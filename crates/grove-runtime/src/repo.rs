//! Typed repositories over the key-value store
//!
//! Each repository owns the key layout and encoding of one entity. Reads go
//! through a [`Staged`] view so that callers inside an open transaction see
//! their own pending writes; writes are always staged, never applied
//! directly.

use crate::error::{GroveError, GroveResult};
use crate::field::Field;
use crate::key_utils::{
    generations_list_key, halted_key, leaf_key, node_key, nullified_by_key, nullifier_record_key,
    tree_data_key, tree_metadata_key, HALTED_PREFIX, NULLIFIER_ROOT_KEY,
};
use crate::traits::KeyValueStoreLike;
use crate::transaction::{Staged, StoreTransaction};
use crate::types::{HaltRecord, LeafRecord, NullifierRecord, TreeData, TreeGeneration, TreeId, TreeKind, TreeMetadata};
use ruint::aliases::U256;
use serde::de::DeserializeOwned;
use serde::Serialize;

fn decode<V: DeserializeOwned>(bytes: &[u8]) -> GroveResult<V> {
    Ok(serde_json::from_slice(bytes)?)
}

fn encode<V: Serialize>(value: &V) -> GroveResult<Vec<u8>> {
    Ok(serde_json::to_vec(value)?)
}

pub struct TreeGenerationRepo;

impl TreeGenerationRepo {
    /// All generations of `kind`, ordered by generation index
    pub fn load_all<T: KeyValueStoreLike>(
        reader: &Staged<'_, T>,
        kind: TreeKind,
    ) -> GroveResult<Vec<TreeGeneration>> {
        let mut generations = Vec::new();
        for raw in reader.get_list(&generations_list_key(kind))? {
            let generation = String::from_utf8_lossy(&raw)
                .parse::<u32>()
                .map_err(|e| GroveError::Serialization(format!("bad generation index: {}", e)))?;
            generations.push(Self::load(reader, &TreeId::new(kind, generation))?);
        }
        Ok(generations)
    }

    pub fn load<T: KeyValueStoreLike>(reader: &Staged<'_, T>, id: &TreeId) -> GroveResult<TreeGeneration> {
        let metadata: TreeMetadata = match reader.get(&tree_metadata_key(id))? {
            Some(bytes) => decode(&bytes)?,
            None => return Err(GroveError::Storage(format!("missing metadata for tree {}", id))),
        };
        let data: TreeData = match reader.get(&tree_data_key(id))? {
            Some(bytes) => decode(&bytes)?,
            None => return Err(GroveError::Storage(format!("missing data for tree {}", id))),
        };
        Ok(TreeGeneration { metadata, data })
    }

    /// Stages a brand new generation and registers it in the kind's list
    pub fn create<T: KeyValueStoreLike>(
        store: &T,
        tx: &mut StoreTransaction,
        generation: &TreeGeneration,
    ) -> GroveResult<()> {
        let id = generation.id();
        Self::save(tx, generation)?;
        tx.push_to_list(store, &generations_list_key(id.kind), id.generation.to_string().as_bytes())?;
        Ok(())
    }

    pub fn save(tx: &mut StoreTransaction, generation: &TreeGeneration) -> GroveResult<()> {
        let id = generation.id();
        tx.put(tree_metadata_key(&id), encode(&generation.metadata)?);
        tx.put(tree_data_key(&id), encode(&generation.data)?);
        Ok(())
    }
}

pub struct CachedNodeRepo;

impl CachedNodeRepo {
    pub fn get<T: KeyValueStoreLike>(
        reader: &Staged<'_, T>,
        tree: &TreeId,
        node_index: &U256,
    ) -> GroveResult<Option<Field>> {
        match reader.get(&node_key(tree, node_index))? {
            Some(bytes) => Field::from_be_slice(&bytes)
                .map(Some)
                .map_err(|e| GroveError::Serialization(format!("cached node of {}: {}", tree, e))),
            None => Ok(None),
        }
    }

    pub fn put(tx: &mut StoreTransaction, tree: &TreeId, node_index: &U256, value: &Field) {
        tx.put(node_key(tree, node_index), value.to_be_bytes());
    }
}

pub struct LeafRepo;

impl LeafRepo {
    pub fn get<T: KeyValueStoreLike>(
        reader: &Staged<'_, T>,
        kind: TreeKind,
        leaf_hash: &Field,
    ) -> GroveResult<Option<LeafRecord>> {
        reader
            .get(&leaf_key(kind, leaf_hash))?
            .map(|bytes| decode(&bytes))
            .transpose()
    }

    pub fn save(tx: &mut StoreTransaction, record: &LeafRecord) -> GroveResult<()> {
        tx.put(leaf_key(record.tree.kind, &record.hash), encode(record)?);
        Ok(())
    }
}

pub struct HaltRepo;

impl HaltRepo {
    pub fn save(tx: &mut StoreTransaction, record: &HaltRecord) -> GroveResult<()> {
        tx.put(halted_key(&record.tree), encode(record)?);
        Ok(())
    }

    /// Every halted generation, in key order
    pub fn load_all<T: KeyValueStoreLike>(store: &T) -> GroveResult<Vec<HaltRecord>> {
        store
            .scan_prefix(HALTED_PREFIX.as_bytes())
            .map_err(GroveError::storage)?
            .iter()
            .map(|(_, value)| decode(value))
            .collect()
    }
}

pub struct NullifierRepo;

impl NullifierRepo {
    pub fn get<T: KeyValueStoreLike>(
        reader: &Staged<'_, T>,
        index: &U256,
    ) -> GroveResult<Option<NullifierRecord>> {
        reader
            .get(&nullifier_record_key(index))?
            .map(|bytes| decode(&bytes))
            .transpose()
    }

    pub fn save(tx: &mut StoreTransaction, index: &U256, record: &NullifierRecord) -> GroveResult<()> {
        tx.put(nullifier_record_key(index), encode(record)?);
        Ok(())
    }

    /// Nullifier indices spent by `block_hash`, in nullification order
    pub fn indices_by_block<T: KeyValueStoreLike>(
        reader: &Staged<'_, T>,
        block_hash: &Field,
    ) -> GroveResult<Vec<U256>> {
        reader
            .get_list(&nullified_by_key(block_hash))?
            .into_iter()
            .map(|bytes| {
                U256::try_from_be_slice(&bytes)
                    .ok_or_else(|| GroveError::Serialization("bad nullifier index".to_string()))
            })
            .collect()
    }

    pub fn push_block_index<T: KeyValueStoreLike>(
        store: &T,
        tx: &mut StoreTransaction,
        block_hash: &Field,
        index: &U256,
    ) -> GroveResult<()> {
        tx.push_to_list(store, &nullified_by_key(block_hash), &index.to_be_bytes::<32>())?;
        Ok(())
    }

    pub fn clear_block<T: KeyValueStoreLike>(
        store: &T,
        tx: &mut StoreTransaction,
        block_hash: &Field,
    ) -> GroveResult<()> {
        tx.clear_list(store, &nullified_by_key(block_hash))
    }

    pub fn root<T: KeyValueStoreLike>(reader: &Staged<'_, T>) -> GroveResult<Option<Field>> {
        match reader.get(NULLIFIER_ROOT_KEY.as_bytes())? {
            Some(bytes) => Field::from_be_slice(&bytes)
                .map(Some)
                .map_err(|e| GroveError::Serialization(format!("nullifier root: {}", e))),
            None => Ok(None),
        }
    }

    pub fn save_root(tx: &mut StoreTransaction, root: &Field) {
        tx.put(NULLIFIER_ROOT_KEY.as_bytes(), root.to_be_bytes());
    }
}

□ □ □ □ □ □ □

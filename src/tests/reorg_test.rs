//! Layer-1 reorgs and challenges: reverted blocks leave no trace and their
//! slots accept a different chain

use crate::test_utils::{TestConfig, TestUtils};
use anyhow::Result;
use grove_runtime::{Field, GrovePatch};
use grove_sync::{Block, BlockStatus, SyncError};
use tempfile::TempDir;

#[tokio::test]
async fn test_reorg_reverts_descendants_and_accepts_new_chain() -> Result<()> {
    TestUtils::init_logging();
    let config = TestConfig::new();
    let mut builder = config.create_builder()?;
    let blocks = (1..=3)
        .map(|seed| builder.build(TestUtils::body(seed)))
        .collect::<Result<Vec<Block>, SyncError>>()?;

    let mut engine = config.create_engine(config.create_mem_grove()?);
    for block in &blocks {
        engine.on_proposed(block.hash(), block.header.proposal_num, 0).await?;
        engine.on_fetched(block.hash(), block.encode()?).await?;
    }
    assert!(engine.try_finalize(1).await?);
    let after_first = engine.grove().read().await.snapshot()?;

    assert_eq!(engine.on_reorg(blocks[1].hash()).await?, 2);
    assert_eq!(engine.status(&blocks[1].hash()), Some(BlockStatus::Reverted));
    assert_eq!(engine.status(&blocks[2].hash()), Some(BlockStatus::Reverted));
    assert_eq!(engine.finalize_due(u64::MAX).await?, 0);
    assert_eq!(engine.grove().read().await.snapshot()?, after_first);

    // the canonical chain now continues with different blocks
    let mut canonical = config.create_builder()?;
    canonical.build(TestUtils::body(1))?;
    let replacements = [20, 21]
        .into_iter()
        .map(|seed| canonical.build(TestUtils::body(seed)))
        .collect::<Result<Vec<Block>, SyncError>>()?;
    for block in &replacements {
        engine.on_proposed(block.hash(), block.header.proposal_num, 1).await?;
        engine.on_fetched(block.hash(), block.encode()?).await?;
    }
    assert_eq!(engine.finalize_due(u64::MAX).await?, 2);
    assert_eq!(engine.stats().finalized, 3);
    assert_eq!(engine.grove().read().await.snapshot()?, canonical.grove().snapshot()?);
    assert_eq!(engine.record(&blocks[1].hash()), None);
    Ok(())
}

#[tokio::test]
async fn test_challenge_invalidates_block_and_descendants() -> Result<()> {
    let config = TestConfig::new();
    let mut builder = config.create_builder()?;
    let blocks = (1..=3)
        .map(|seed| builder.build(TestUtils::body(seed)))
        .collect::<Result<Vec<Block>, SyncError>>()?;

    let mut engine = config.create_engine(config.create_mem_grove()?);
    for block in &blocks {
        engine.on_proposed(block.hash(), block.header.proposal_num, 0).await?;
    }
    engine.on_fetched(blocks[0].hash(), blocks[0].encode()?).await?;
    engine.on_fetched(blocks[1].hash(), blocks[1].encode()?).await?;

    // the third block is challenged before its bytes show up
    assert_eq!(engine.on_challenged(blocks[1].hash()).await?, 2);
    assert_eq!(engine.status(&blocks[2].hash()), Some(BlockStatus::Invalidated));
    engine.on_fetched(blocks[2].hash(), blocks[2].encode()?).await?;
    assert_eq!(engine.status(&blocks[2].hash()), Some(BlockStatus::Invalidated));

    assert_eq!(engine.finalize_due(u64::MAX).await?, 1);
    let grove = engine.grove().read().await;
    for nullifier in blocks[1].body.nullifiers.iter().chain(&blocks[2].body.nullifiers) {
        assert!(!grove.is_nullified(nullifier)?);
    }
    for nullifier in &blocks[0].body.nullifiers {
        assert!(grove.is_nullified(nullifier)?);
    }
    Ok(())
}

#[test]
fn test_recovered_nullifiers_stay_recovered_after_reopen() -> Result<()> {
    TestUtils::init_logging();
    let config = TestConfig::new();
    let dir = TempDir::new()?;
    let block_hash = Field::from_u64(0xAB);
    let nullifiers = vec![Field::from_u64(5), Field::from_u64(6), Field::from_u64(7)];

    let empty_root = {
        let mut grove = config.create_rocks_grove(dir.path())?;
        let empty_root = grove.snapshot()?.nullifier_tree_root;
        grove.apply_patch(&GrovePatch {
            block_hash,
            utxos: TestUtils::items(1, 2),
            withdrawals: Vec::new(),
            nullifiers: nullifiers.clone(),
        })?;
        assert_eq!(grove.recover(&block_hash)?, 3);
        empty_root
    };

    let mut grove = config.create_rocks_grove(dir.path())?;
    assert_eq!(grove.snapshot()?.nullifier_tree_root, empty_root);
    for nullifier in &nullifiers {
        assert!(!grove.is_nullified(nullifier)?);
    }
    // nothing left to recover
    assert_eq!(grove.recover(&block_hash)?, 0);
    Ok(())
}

□ □ □ □ □ □ □

▶ [WORK REQUEST] Return only the part of the records above that opens with the line containing "filename crates/grove-runtime/src/repo.rs" and closes with the line containing "fn decode<V: DeserializeOwned>(bytes: &[u8])", ends included.

▶ [ANSWER TO THIS EXERCISE]
filename crates/grove-runtime/src/repo.rs
//! Typed repositories over the key-value store
//!
//! Each repository owns the key layout and encoding of one entity. Reads go
//! through a [`Staged`] view so that callers inside an open transaction see
//! their own pending writes; writes are always staged, never applied
//! directly.

use crate::error::{GroveError, GroveResult};
use crate::field::Field;
use crate::key_utils::{
    generations_list_key, halted_key, leaf_key, node_key, nullified_by_key, nullifier_record_key,
    tree_data_key, tree_metadata_key, HALTED_PREFIX, NULLIFIER_ROOT_KEY,
};
use crate::traits::KeyValueStoreLike;
use crate::transaction::{Staged, StoreTransaction};
use crate::types::{HaltRecord, LeafRecord, NullifierRecord, TreeData, TreeGeneration, TreeId, TreeKind, TreeMetadata};
use ruint::aliases::U256;
use serde::de::DeserializeOwned;
use serde::Serialize;

fn decode<V: DeserializeOwned>(bytes: &[u8]) -> GroveResult<V> {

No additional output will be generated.